◆ **Saved entries**
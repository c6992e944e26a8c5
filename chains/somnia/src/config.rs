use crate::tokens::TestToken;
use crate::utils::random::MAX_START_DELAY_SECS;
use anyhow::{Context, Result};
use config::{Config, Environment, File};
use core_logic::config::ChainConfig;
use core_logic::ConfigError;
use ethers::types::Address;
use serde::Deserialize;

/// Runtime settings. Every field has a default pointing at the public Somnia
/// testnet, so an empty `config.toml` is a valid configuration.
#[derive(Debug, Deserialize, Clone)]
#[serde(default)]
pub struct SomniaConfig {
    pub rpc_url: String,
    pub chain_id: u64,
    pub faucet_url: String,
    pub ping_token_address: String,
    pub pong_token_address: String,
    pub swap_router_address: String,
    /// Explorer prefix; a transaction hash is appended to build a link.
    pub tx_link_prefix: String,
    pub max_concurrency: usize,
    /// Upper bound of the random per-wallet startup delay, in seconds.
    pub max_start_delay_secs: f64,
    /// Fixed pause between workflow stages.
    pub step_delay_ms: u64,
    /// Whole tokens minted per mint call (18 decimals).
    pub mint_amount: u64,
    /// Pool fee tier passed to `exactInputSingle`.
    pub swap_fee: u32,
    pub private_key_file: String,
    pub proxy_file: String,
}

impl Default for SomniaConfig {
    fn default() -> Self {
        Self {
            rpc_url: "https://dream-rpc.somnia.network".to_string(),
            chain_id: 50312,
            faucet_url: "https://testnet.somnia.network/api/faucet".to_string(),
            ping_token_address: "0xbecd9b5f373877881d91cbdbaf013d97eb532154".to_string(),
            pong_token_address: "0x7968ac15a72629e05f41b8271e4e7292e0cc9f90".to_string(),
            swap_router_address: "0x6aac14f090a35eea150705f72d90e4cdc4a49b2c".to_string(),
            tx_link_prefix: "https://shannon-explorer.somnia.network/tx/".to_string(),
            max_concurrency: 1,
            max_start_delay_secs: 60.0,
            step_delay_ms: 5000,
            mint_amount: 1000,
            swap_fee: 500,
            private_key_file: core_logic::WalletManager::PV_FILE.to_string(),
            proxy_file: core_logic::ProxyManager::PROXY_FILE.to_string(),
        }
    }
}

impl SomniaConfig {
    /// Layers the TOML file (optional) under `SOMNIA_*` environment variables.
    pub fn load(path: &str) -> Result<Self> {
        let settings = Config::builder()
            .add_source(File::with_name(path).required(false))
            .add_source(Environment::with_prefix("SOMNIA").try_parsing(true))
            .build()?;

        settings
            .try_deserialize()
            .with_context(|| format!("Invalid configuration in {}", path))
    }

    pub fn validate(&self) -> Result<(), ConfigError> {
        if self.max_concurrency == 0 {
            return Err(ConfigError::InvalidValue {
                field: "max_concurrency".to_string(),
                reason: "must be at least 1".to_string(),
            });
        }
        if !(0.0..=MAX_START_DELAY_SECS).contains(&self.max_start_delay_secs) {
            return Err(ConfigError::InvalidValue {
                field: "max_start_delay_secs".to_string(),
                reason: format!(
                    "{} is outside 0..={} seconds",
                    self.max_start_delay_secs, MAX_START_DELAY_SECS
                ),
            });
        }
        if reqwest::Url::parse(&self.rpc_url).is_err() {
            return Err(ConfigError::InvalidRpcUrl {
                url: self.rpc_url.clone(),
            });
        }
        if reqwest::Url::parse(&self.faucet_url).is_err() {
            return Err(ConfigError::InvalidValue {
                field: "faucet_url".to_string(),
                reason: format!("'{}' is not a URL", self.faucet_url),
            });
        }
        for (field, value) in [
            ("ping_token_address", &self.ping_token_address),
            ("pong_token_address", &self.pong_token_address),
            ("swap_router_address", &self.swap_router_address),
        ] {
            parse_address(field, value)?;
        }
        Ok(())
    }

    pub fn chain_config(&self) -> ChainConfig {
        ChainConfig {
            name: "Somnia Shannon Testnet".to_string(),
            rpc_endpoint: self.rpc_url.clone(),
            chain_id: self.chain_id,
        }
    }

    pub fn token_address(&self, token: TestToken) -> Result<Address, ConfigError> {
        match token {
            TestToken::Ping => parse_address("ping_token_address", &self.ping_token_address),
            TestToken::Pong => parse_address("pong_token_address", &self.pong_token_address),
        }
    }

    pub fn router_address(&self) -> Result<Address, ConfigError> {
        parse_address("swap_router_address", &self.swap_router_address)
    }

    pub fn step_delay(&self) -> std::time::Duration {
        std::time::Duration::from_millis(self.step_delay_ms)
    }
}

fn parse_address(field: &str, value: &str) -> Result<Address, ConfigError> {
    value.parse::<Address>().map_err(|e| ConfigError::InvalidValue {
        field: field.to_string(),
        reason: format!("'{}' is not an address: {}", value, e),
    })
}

--

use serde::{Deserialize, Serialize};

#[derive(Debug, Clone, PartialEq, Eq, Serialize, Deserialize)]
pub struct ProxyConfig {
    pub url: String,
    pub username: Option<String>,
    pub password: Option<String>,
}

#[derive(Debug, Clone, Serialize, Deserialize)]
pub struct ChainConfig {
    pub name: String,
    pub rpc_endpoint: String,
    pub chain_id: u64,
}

...

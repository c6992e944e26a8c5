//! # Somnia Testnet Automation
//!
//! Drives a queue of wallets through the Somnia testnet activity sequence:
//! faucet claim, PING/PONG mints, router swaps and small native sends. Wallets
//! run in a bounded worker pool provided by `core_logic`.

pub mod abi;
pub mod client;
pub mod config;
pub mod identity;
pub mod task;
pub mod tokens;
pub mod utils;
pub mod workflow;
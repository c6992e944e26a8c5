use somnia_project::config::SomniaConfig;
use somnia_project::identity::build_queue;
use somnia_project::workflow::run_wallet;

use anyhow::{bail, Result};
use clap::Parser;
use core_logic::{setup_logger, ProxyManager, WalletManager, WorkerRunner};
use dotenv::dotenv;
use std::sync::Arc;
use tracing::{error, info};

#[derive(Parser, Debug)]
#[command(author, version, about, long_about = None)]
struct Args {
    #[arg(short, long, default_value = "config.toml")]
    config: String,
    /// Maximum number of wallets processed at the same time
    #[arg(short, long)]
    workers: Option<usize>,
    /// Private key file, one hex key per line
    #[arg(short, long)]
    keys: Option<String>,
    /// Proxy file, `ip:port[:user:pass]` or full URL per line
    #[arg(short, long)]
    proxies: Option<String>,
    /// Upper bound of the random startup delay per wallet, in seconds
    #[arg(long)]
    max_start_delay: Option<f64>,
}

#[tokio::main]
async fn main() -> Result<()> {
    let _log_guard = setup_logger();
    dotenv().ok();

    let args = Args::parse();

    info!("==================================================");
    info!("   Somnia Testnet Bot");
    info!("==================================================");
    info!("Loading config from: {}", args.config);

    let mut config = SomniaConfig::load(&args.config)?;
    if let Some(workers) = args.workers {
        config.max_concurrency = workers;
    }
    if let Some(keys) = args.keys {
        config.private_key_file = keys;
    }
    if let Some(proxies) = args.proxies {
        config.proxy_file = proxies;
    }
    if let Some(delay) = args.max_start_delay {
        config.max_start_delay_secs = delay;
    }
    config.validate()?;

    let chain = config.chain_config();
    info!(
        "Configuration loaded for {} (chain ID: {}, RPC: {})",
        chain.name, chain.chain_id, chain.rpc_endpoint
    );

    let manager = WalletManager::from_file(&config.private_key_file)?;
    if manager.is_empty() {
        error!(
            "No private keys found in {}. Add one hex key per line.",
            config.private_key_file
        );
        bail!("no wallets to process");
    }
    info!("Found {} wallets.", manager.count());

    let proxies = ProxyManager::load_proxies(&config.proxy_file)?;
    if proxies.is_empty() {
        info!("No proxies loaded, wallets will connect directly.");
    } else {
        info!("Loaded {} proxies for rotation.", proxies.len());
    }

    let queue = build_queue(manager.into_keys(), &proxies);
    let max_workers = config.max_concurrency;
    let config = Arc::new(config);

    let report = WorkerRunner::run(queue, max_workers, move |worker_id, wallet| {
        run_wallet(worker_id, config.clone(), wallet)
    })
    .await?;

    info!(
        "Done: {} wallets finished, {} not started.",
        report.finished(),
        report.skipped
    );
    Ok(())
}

◆ **PROBLEM DESCRIPTION**
Filter the preceding entries down to the lines with "WorkerRunner".

◆ **RESPONSE TO THE TASK**
use core_logic::{setup_logger, ProxyManager, WalletManager, WorkerRunner};
    let report = WorkerRunner::run(queue, max_workers, move |worker_id, wallet| {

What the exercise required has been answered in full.